- Try it -
In full and without deviation, write out the entries that follow.

Collected data entries
====
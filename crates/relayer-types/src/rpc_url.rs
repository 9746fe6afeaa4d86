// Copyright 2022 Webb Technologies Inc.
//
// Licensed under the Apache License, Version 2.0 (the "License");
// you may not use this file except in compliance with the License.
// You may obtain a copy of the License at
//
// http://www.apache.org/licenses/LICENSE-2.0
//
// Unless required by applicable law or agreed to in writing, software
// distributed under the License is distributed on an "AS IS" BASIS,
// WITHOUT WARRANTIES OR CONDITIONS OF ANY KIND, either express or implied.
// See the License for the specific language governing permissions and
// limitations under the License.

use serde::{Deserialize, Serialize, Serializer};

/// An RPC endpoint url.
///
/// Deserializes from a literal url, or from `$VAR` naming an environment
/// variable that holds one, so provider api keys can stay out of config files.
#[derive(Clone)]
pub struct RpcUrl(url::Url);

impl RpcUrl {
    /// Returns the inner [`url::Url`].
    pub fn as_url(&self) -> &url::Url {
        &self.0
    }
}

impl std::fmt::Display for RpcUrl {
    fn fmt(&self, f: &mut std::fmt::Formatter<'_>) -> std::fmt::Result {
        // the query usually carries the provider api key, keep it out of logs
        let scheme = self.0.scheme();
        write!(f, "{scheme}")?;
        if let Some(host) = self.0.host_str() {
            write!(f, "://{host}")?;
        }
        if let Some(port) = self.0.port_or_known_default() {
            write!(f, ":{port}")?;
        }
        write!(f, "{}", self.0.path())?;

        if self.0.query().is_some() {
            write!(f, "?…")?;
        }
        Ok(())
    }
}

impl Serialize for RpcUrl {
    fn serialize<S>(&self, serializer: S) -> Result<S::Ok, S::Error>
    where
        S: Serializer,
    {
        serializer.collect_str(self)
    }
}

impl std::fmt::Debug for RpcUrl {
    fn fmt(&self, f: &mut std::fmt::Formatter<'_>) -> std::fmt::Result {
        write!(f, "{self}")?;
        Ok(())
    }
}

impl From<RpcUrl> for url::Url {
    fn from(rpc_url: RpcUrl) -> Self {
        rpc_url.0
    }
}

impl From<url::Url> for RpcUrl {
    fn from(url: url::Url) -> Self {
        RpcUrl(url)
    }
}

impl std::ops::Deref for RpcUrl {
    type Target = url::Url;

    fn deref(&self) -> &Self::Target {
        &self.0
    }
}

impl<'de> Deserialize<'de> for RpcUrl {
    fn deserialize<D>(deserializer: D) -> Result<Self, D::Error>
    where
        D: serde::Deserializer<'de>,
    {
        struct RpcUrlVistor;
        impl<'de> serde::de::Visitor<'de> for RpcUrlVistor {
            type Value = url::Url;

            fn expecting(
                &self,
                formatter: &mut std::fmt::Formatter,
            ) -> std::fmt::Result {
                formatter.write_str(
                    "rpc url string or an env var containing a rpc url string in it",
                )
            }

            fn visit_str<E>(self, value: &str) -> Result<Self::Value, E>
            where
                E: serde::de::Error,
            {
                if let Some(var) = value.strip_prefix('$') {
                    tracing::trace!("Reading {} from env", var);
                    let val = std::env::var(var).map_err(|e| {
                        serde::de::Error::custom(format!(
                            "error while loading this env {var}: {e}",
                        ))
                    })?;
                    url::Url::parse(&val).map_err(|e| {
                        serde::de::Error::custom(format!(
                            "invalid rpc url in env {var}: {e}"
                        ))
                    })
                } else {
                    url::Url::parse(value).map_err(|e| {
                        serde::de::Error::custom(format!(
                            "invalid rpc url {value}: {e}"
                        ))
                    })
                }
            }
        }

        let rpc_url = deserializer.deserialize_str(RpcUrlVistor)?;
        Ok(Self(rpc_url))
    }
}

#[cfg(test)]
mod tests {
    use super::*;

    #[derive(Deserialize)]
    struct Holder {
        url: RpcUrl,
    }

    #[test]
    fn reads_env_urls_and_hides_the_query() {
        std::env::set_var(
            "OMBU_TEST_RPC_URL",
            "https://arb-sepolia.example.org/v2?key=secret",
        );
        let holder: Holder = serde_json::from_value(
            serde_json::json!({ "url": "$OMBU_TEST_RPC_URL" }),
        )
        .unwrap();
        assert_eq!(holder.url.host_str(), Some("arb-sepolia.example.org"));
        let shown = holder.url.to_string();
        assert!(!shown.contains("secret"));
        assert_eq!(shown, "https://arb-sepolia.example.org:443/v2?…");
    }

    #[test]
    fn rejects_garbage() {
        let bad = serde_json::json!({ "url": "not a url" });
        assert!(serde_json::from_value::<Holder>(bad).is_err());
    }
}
====
- Task answer -
filename crates/relayer-types/src/rpc_url.rs
repository 9746fe6afeaa4d86
// Copyright 2022 Webb Technologies Inc.
//
// Licensed under the Apache License, Version 2.0 (the "License");
// you may not use this file except in compliance with the License.
// You may obtain a copy of the License at
//
// http://www.apache.org/licenses/LICENSE-2.0
//
// Unless required by applicable law or agreed to in writing, software
// distributed under the License is distributed on an "AS IS" BASIS,
// WITHOUT WARRANTIES OR CONDITIONS OF ANY KIND, either express or implied.
// See the License for the specific language governing permissions and
// limitations under the License.

use serde::{Deserialize, Serialize, Serializer};

/// An RPC endpoint url.
///
/// Deserializes from a literal url, or from `$VAR` naming an environment
/// variable that holds one, so provider api keys can stay out of config files.
#[derive(Clone)]
pub struct RpcUrl(url::Url);

impl RpcUrl {
    /// Returns the inner [`url::Url`].
    pub fn as_url(&self) -> &url::Url {
        &self.0
    }
}

impl std::fmt::Display for RpcUrl {
    fn fmt(&self, f: &mut std::fmt::Formatter<'_>) -> std::fmt::Result {
        // the query usually carries the provider api key, keep it out of logs
        let scheme = self.0.scheme();
        write!(f, "{scheme}")?;
        if let Some(host) = self.0.host_str() {
            write!(f, "://{host}")?;
        }
        if let Some(port) = self.0.port_or_known_default() {
            write!(f, ":{port}")?;
        }
        write!(f, "{}", self.0.path())?;

        if self.0.query().is_some() {
            write!(f, "?…")?;
        }
        Ok(())
    }
}

impl Serialize for RpcUrl {
    fn serialize<S>(&self, serializer: S) -> Result<S::Ok, S::Error>
    where
        S: Serializer,
    {
        serializer.collect_str(self)
    }
}

impl std::fmt::Debug for RpcUrl {
    fn fmt(&self, f: &mut std::fmt::Formatter<'_>) -> std::fmt::Result {
        write!(f, "{self}")?;
        Ok(())
    }
}

impl From<RpcUrl> for url::Url {
    fn from(rpc_url: RpcUrl) -> Self {
        rpc_url.0
    }
}

impl From<url::Url> for RpcUrl {
    fn from(url: url::Url) -> Self {
        RpcUrl(url)
    }
}

impl std::ops::Deref for RpcUrl {
    type Target = url::Url;

    fn deref(&self) -> &Self::Target {
        &self.0
    }
}

impl<'de> Deserialize<'de> for RpcUrl {
    fn deserialize<D>(deserializer: D) -> Result<Self, D::Error>
    where
        D: serde::Deserializer<'de>,
    {
        struct RpcUrlVistor;
        impl<'de> serde::de::Visitor<'de> for RpcUrlVistor {
            type Value = url::Url;

            fn expecting(
                &self,
                formatter: &mut std::fmt::Formatter,
            ) -> std::fmt::Result {
                formatter.write_str(
                    "rpc url string or an env var containing a rpc url string in it",
                )
            }

            fn visit_str<E>(self, value: &str) -> Result<Self::Value, E>
            where
                E: serde::de::Error,
            {
                if let Some(var) = value.strip_prefix('$') {
                    tracing::trace!("Reading {} from env", var);
                    let val = std::env::var(var).map_err(|e| {
                        serde::de::Error::custom(format!(
                            "error while loading this env {var}: {e}",
                        ))
                    })?;
                    url::Url::parse(&val).map_err(|e| {
                        serde::de::Error::custom(format!(
                            "invalid rpc url in env {var}: {e}"
                        ))
                    })
                } else {
                    url::Url::parse(value).map_err(|e| {
                        serde::de::Error::custom(format!(
                            "invalid rpc url {value}: {e}"
                        ))
                    })
                }
            }
        }

        let rpc_url = deserializer.deserialize_str(RpcUrlVistor)?;
        Ok(Self(rpc_url))
    }
}

#[cfg(test)]
mod tests {
    use super::*;

    #[derive(Deserialize)]
    struct Holder {
        url: RpcUrl,
    }

    #[test]
    fn reads_env_urls_and_hides_the_query() {
        std::env::set_var(
            "OMBU_TEST_RPC_URL",
            "https://arb-sepolia.example.org/v2?key=secret",
        );
        let holder: Holder = serde_json::from_value(
            serde_json::json!({ "url": "$OMBU_TEST_RPC_URL" }),
        )
        .unwrap();
        assert_eq!(holder.url.host_str(), Some("arb-sepolia.example.org"));
        let shown = holder.url.to_string();
        assert!(!shown.contains("secret"));
        assert_eq!(shown, "https://arb-sepolia.example.org:443/v2?…");
    }

    #[test]
    fn rejects_garbage() {
        let bad = serde_json::json!({ "url": "not a url" });
        assert!(serde_json::from_value::<Holder>(bad).is_err());
    }
}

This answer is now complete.